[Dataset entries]
-.-.-

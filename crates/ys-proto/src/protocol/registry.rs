//! Kind registry: maps kind tags to record layouts.
//!
//! # Lifecycle
//!
//! A registry is filled once, at startup, through `&mut self` methods.  After
//! that it is shared by reference (`&KindRegistry` or `Arc<KindRegistry>`),
//! and the borrow checker guarantees nobody can register into it anymore.
//! Lookups take `&self` and need no lock, so any number of threads can
//! resolve kinds concurrently.
//!
//! The process-wide registry behind [`KindRegistry::global`] is built exactly
//! once inside a [`OnceLock`]: every reader either waits for the build to
//! finish or sees the finished table, never a partial one.

use std::collections::btree_map::{self, BTreeMap};
use std::iter::Copied;
use std::sync::OnceLock;

use tracing::debug;

use crate::kinds;
use crate::protocol::codec::ProtocolError;
use crate::protocol::layout::RecordLayout;

/// Immutable-after-startup map from kind tag to [`RecordLayout`].
#[derive(Debug, Clone, Default, PartialEq, Eq)]
pub struct KindRegistry {
    entries: BTreeMap<u32, RecordLayout>,
}

/// Iterator over registered kind tags, in ascending order.
///
/// The iterator is lazy and `Clone`; a clone replays the tags not yet
/// consumed.  Call [`KindRegistry::all`] again to start from the beginning.
pub type KindTags<'a> = Copied<btree_map::Keys<'a, u32, RecordLayout>>;

static GLOBAL: OnceLock<Result<KindRegistry, ProtocolError>> = OnceLock::new();

impl KindRegistry {
    /// Creates an empty registry.
    pub fn new() -> Self {
        Self::default()
    }

    /// Builds a registry from a set of layouts.
    ///
    /// # Errors
    ///
    /// Returns [`ProtocolError::DuplicateKind`] on the first repeated tag.
    pub fn from_layouts(
        layouts: impl IntoIterator<Item = RecordLayout>,
    ) -> Result<Self, ProtocolError> {
        let mut registry = Self::new();
        for layout in layouts {
            registry.register(layout)?;
        }
        Ok(registry)
    }

    /// Builds a registry holding every kind compiled into the library.
    ///
    /// # Errors
    ///
    /// Returns [`ProtocolError::InvalidLayout`] if a compiled-in table is
    /// inconsistent, or [`ProtocolError::DuplicateKind`] if two tables claim
    /// the same tag.
    pub fn standard() -> Result<Self, ProtocolError> {
        let registry = Self::from_layouts(kinds::standard_layouts()?)?;
        debug!("standard kind registry built with {} kinds", registry.len());
        Ok(registry)
    }

    /// The process-wide standard registry, built on first use.
    ///
    /// # Errors
    ///
    /// Returns the error [`KindRegistry::standard`] produced, on every call.
    pub fn global() -> Result<&'static KindRegistry, ProtocolError> {
        GLOBAL
            .get_or_init(Self::standard)
            .as_ref()
            .map_err(Clone::clone)
    }

    /// Adds a layout under its kind tag.
    ///
    /// # Errors
    ///
    /// Returns [`ProtocolError::DuplicateKind`] if the tag is already taken;
    /// the existing layout is left in place.
    pub fn register(&mut self, layout: RecordLayout) -> Result<(), ProtocolError> {
        let tag = layout.kind_tag();
        match self.entries.entry(tag) {
            btree_map::Entry::Occupied(_) => Err(ProtocolError::DuplicateKind(tag)),
            btree_map::Entry::Vacant(slot) => {
                debug!(
                    "registered kind {} ({}), {} bytes, {} fields",
                    tag,
                    layout.name(),
                    layout.total_size(),
                    layout.fields().len()
                );
                slot.insert(layout);
                Ok(())
            }
        }
    }

    /// Resolves a kind tag to its layout.
    ///
    /// # Errors
    ///
    /// Returns [`ProtocolError::UnknownKind`] if nothing is registered for `tag`.
    pub fn lookup(&self, tag: u32) -> Result<&RecordLayout, ProtocolError> {
        self.entries.get(&tag).ok_or(ProtocolError::UnknownKind(tag))
    }

    /// Returns `true` if `tag` is registered.
    pub fn contains(&self, tag: u32) -> bool {
        self.entries.contains_key(&tag)
    }

    /// All registered kind tags, ascending.
    pub fn all(&self) -> KindTags<'_> {
        self.entries.keys().copied()
    }

    /// All registered layouts, ordered by tag.
    pub fn iter(&self) -> impl Iterator<Item = &RecordLayout> + '_ {
        self.entries.values()
    }

    pub fn len(&self) -> usize {
        self.entries.len()
    }

    pub fn is_empty(&self) -> bool {
        self.entries.is_empty()
    }
}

-.-.-

A single number is the expected answer: how many lines of the records above contain the word "ascending".

2